» **AVAILABLE RECORDS**:
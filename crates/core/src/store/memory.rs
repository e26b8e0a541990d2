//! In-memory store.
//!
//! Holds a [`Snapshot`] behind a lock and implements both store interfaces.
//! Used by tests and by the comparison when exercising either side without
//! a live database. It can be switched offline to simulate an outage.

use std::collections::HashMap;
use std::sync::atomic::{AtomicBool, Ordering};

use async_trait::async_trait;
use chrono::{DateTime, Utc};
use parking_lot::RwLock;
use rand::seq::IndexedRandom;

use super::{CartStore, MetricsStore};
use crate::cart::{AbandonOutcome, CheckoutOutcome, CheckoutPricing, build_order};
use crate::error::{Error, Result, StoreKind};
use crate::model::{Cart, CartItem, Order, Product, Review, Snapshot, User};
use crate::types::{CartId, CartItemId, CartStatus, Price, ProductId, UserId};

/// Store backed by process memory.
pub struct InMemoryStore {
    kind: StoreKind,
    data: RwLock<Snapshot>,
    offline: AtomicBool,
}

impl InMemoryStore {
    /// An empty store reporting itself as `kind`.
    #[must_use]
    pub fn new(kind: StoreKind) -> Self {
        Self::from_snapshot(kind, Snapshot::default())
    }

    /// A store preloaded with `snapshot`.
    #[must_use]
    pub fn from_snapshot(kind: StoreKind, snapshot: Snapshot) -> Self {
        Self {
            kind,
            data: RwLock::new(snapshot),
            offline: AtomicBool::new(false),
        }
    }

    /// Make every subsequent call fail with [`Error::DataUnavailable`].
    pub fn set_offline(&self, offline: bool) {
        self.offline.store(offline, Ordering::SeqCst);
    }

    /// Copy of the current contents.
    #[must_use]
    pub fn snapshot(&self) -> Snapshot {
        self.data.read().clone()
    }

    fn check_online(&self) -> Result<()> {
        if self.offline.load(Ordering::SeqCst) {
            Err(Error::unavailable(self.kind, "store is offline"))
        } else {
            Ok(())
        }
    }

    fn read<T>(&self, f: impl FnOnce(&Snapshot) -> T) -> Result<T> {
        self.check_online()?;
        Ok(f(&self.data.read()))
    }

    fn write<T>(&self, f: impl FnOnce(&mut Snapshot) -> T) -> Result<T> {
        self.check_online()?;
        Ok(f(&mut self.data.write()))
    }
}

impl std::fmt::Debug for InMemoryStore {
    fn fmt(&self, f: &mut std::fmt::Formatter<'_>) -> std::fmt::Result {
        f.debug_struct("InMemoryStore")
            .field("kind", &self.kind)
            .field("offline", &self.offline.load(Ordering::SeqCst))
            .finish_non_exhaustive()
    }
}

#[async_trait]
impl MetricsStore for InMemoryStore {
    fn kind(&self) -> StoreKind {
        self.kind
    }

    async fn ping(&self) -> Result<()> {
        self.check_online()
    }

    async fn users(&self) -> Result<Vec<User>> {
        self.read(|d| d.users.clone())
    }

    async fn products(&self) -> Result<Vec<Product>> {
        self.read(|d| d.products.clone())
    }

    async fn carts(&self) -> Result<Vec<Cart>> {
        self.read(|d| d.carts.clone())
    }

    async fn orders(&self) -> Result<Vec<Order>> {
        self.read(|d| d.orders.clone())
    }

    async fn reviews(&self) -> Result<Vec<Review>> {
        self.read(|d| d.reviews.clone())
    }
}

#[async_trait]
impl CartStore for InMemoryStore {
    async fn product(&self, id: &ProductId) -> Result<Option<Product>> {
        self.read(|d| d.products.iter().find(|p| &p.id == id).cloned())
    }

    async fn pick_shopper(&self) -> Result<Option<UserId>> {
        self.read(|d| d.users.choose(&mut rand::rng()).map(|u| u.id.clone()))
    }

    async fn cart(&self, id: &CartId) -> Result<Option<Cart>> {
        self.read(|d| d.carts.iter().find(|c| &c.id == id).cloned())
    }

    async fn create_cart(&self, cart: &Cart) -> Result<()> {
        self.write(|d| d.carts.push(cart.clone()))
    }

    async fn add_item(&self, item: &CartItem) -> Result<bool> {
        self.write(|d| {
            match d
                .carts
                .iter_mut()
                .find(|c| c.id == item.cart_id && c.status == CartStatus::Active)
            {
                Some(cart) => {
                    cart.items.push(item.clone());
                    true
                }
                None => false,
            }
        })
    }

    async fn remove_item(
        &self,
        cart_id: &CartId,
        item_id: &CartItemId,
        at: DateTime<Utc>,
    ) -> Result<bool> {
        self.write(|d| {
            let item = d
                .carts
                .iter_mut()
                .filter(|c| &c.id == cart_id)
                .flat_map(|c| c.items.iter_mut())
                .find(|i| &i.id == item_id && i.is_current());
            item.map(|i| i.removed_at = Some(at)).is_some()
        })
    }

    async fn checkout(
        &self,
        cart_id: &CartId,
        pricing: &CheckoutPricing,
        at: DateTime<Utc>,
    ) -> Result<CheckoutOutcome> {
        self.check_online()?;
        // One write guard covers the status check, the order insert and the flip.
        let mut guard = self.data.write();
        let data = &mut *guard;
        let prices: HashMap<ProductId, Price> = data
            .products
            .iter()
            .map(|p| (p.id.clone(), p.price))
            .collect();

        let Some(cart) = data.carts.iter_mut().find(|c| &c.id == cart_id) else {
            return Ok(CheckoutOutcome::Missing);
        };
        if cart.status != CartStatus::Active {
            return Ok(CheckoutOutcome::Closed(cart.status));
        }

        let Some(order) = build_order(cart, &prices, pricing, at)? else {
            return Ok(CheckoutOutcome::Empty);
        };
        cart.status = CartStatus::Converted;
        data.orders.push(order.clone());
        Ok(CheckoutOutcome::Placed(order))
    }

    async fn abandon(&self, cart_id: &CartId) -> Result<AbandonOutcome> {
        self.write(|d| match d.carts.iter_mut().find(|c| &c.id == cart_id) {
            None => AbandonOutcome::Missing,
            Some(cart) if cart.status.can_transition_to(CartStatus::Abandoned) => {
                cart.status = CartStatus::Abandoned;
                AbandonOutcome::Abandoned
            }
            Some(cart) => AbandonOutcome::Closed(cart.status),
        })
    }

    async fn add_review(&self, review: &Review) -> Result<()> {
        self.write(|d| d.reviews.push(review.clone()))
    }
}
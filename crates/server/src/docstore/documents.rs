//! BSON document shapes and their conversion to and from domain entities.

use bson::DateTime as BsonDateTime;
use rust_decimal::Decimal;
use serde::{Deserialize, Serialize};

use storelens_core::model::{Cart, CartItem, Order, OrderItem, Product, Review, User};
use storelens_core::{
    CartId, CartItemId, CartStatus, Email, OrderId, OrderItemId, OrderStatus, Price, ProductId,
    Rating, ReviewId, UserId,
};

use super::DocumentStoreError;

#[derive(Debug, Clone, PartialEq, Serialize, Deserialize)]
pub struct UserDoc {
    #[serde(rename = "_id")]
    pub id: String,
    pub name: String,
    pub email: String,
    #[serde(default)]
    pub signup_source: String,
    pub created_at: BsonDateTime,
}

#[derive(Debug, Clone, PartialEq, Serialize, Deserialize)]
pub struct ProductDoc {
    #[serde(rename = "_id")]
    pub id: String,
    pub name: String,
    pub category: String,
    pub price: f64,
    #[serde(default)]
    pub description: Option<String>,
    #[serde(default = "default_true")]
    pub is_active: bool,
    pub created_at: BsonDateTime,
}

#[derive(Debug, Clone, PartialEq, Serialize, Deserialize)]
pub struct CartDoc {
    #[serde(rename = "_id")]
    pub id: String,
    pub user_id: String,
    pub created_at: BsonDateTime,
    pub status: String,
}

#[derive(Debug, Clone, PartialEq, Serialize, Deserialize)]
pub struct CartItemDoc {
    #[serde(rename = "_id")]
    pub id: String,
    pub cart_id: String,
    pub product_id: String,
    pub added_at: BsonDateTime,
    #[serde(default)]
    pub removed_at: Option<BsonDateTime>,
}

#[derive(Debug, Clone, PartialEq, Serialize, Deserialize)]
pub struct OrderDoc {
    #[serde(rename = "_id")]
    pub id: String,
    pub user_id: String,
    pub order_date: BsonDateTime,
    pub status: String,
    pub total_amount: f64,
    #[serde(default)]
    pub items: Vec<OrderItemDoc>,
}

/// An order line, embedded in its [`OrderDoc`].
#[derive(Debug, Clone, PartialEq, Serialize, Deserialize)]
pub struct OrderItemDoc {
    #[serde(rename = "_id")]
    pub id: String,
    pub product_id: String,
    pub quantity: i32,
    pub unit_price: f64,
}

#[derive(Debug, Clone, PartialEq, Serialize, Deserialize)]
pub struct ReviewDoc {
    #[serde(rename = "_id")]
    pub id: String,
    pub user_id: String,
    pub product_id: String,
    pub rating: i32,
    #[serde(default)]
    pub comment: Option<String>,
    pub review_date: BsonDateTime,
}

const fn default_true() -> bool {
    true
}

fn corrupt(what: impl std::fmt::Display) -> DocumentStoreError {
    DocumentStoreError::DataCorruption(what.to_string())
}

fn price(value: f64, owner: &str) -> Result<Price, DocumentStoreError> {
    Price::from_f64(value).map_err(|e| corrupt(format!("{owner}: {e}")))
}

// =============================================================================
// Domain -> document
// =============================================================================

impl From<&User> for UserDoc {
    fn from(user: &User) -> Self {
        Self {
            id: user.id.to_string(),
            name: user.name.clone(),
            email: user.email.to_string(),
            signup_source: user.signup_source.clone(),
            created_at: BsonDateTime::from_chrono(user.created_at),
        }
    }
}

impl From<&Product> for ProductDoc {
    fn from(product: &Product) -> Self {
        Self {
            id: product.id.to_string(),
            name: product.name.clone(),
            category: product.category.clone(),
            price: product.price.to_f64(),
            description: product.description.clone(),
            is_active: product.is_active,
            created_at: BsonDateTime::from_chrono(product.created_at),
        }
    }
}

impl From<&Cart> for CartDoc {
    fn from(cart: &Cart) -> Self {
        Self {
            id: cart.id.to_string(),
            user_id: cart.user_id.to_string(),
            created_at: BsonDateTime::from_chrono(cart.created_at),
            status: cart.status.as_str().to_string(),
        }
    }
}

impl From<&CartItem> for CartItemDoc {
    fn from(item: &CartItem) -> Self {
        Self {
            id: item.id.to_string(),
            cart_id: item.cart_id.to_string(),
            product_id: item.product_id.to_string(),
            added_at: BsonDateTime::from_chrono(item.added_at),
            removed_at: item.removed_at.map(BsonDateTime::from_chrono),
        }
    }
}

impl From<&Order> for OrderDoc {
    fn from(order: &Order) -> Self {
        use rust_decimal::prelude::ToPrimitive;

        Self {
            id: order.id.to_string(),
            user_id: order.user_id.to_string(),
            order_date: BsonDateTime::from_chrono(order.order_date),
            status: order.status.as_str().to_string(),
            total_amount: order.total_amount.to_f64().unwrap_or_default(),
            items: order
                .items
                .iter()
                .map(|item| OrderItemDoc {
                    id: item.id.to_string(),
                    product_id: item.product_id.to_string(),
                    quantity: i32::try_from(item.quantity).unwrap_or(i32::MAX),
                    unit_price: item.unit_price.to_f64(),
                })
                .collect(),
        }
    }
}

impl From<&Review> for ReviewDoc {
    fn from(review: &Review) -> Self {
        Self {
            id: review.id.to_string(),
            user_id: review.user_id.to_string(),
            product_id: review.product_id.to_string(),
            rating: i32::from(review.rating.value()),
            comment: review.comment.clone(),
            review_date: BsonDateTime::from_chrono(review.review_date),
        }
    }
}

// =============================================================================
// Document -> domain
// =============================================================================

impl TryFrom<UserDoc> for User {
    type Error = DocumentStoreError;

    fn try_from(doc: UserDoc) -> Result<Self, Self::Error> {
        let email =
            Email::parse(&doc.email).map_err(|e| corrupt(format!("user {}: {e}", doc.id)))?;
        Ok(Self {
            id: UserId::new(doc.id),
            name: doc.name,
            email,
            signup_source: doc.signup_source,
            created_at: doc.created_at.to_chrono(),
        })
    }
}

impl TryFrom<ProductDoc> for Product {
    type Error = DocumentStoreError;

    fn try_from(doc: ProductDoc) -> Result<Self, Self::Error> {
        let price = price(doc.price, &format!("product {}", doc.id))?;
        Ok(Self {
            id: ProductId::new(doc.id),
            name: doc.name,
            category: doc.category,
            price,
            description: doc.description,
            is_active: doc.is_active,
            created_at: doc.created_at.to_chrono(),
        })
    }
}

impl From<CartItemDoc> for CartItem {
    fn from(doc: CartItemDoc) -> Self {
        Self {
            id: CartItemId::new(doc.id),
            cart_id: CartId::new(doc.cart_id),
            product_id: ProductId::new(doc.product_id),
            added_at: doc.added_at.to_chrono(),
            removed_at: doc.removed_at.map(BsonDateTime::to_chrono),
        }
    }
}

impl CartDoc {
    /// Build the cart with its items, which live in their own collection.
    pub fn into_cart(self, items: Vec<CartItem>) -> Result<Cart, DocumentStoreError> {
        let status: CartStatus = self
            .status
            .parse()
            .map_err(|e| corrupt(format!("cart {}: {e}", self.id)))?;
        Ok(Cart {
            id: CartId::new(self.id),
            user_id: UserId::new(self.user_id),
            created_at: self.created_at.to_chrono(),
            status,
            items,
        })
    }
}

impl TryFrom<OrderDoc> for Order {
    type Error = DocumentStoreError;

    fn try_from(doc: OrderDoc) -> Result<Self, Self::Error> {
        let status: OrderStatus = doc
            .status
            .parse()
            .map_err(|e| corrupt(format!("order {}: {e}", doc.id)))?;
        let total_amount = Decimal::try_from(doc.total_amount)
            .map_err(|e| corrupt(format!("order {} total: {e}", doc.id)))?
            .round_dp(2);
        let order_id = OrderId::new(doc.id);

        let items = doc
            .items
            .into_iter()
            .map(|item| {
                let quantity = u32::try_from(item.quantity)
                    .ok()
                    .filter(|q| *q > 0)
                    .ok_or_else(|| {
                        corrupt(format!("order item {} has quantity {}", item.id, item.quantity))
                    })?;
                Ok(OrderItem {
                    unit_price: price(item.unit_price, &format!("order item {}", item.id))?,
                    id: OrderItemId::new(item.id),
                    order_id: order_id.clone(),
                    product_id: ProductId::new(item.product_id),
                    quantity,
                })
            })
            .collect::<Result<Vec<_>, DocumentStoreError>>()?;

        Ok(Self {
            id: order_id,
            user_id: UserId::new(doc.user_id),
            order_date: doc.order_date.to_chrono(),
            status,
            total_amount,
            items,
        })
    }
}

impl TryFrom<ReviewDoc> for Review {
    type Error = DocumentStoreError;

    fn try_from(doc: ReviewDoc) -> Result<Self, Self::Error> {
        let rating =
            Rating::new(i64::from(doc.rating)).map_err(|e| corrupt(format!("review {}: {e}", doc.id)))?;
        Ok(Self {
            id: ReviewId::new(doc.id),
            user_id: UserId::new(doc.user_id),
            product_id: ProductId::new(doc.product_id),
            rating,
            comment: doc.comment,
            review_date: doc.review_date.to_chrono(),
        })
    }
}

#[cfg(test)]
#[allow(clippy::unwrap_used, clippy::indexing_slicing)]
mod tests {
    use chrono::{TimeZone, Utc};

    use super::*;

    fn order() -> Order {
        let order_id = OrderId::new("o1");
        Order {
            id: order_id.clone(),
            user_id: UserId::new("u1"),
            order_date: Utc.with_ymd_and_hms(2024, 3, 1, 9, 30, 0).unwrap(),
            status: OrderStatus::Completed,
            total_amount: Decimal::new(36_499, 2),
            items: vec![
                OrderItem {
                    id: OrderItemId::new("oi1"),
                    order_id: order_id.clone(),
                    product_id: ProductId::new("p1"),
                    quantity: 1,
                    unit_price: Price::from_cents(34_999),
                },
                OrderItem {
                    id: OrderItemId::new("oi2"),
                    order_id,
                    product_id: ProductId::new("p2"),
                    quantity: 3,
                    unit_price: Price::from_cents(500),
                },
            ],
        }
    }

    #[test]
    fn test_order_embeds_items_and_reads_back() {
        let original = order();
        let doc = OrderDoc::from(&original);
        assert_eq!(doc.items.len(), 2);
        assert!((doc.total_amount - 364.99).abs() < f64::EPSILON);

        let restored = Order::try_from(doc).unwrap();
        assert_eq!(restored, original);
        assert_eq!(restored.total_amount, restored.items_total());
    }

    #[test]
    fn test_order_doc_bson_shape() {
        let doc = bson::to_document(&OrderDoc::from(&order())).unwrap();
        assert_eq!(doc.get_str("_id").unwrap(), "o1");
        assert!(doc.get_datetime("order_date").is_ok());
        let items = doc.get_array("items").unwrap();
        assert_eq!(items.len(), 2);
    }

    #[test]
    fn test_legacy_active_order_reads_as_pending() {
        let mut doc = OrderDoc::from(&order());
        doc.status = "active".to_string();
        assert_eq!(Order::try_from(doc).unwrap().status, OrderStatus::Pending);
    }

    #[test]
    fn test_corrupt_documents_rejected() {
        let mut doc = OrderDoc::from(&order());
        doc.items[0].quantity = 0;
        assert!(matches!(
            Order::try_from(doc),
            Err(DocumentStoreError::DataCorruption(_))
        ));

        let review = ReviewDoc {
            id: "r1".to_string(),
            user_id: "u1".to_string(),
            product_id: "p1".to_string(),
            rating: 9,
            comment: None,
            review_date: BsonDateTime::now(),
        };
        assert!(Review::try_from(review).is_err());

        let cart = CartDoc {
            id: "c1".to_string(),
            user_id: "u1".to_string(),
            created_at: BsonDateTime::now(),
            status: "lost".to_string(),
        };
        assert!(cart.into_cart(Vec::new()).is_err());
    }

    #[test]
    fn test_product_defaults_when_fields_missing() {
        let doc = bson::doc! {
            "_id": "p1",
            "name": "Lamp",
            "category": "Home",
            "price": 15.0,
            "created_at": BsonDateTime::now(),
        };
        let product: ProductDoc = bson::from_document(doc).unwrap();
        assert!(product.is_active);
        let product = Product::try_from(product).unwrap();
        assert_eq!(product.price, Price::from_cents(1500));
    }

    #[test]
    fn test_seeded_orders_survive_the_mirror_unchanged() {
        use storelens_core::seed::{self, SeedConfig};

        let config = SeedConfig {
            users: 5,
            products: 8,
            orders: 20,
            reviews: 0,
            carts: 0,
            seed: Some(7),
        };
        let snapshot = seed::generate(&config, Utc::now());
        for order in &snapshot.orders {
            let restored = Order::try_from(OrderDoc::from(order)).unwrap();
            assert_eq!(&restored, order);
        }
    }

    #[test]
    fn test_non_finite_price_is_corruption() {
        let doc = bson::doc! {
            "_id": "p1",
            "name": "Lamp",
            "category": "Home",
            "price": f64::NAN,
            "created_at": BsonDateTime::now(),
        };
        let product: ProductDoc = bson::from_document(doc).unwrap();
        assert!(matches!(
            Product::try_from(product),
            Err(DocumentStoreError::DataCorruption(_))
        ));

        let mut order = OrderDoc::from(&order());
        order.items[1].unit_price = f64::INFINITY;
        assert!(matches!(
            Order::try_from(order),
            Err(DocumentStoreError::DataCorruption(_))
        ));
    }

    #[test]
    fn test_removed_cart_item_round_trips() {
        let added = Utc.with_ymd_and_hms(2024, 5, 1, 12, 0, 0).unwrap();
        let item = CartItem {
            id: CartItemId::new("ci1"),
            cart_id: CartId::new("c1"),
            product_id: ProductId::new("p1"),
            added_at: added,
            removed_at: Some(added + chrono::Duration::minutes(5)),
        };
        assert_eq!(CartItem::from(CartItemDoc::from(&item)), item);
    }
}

==

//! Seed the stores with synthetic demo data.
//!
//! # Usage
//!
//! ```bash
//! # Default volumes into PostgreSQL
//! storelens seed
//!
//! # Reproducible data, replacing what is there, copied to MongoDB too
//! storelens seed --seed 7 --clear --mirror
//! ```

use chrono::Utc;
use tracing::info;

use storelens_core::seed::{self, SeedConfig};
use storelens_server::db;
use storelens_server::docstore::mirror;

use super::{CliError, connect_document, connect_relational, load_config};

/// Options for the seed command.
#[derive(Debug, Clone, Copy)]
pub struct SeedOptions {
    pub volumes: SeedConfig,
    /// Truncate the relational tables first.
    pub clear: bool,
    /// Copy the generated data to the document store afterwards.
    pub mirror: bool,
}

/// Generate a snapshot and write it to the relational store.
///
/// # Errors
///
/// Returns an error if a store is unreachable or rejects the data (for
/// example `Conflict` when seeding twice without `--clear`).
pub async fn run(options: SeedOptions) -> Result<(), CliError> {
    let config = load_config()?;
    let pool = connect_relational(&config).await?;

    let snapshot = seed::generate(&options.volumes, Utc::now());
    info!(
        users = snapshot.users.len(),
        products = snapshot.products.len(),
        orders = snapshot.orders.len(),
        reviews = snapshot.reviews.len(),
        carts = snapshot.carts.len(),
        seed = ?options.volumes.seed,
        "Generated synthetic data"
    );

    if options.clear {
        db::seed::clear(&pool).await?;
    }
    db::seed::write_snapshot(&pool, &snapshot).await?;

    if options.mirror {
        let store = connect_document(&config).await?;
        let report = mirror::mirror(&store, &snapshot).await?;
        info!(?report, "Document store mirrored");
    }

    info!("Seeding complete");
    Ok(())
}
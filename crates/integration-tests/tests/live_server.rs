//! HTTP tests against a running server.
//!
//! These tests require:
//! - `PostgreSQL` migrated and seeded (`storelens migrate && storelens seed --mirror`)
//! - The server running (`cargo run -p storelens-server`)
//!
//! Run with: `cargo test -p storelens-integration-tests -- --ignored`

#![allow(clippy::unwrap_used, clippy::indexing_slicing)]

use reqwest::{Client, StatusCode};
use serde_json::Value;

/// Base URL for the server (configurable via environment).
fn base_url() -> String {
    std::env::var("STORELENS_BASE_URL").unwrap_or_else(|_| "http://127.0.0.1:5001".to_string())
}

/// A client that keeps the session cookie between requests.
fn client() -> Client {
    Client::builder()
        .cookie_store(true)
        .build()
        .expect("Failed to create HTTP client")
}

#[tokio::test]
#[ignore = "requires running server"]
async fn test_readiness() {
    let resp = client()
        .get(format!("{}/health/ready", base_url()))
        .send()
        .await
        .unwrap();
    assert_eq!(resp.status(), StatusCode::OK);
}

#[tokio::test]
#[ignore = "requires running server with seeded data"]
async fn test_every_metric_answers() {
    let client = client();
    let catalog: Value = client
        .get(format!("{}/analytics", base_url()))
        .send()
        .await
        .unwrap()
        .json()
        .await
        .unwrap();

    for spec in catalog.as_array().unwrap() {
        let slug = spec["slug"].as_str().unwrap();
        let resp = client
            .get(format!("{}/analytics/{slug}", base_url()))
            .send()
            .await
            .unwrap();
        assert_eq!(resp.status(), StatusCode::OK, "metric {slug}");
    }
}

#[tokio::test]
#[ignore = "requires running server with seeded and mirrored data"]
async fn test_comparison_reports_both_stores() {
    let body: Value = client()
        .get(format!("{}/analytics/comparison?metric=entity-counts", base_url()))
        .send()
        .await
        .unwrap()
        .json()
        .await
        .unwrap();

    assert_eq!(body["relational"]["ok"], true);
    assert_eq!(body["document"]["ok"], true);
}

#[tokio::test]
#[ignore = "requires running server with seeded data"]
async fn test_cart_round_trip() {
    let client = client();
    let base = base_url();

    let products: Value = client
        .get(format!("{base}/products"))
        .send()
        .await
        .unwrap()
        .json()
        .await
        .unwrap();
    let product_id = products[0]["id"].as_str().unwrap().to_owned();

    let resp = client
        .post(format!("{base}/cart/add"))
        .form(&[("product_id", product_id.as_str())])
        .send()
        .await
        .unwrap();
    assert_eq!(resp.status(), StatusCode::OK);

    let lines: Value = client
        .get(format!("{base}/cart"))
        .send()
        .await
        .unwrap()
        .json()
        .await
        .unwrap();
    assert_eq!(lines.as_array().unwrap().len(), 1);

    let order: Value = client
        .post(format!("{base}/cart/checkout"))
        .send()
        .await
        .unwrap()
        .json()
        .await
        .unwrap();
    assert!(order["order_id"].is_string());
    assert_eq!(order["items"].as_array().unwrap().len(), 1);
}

» **EXERCISE AIM**:
Report all lines of the data that include the word "UserId".

» **ANSWER BELOW**:
use crate::types::{CartId, CartItemId, CartStatus, Price, ProductId, UserId};
    async fn pick_shopper(&self) -> Result<Option<UserId>> {
    Rating, ReviewId, UserId,
            id: UserId::new(doc.id),
            user_id: UserId::new(self.user_id),
            user_id: UserId::new(doc.user_id),
            user_id: UserId::new(doc.user_id),
            user_id: UserId::new("u1"),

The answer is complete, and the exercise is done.